Merry Christmas Daddy

This morning started as many others do, Mandi was off to work early and I sat down to read the Sunday paper at the kitchen table. It's one of the few times each week I truly get to myself, outside of the gym. Lily woke at her usual 6 a.m., and as I always do I gave her a few minutes to knock the sleep out of her eyes before I retrieved her from the crib. I like listening to her on the monitor when she wakes up, as she's still at the age where she verbalizes what will soon become her internal dialog. Listening to her morning rant is a guilty pleasure I'm really going to miss when she finally moves into Avery's room.

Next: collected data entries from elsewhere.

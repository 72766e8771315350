//! API models

use serde::{Deserialize, Deserializer, Serialize};

pub mod audit;
pub mod auth;
pub mod deployment;
pub mod device;

pub use audit::AuditEntry;
pub use auth::{LoginRequest, TokenResponse};
pub use deployment::{Deployment, DeploymentDevice, DeploymentStats, DeploymentStatus};
pub use device::{Device, DeviceCounts, DeviceStatus, DeviceStatusUpdate};

/// Pagination block attached to every list response
#[derive(Debug, Clone, PartialEq, Eq, Serialize, Deserialize)]
pub struct Pagination {
    #[serde(default = "default_page")]
    pub page: u32,
    #[serde(default = "default_per_page")]
    pub per_page: u32,
    #[serde(default)]
    pub total: u64,
    #[serde(default = "default_page")]
    pub total_pages: u32,
}

fn default_page() -> u32 {
    1
}

fn default_per_page() -> u32 {
    20
}

impl Default for Pagination {
    fn default() -> Self {
        Self {
            page: default_page(),
            per_page: default_per_page(),
            total: 0,
            total_pages: default_page(),
        }
    }
}

impl Pagination {
    /// Number of pages the client may navigate, never less than one
    pub fn page_count(&self) -> u32 {
        self.total_pages.max(1)
    }
}

/// Paginated list envelope: `{ data: [...], pagination: {...} }`
#[derive(Debug, Clone, Serialize, Deserialize)]
#[serde(bound(deserialize = "T: Deserialize<'de>"))]
pub struct Paginated<T> {
    #[serde(default = "Vec::new", deserialize_with = "null_as_default")]
    pub data: Vec<T>,
    #[serde(default)]
    pub pagination: Pagination,
}

impl<T> Default for Paginated<T> {
    fn default() -> Self {
        Self {
            data: Vec::new(),
            pagination: Pagination::default(),
        }
    }
}

/// Unpaginated list envelope: `{ data: [...] }`
#[derive(Debug, Clone, Serialize, Deserialize)]
#[serde(bound(deserialize = "T: Deserialize<'de>"))]
pub struct DataEnvelope<T> {
    #[serde(default = "Vec::new", deserialize_with = "null_as_default")]
    pub data: Vec<T>,
}

impl<T> Default for DataEnvelope<T> {
    fn default() -> Self {
        Self { data: Vec::new() }
    }
}

/// Error response body
#[derive(Debug, Clone, Serialize, Deserialize)]
pub struct ErrorResponse {
    pub error: String,
}

/// The backend serializes nil slices and maps as `null`.
pub(crate) fn null_as_default<'de, D, T>(deserializer: D) -> Result<T, D::Error>
where
    D: Deserializer<'de>,
    T: Default + Deserialize<'de>,
{
    Ok(Option::<T>::deserialize(deserializer)?.unwrap_or_default())
}

#[cfg(test)]
mod tests {
    use super::*;

    #[test]
    fn test_paginated_accepts_null_data() {
        let raw = r#"{"data": null, "pagination": {"page": 2, "per_page": 20, "total": 0, "total_pages": 0}}"#;
        let list: Paginated<Device> = serde_json::from_str(raw).unwrap();
        assert!(list.data.is_empty());
        assert_eq!(list.pagination.page, 2);
        assert_eq!(list.pagination.page_count(), 1);
    }

    #[test]
    fn test_paginated_defaults_missing_pagination() {
        let list: Paginated<AuditEntry> = serde_json::from_str(r#"{"data": []}"#).unwrap();
        assert_eq!(list.pagination, Pagination::default());
    }
}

Because we spent a good part of the day yesterday putting out the Christmas decorations, it was no surprise that Lily had Santa on her mind this morning. While she loves the outdoor lights and decorations, the ones on the living room table that she can interact with are definitely her favorite. The norm for our house from now through Christmas Day will be an ill-coordinated chorus of Jingle Bells, Let It Snow, and Rockin' Around The Christmas Tree and others performed by three snowmen, two penguins, and a dog. So I turned on the webcam and captured a little 10-second snippet of her enjoying the new "toys". There's no sound to accompany it, but as the last snowman stopped singing, she turned to me and gleefully yelled "Merry Christmas Daddy!" Enjoy!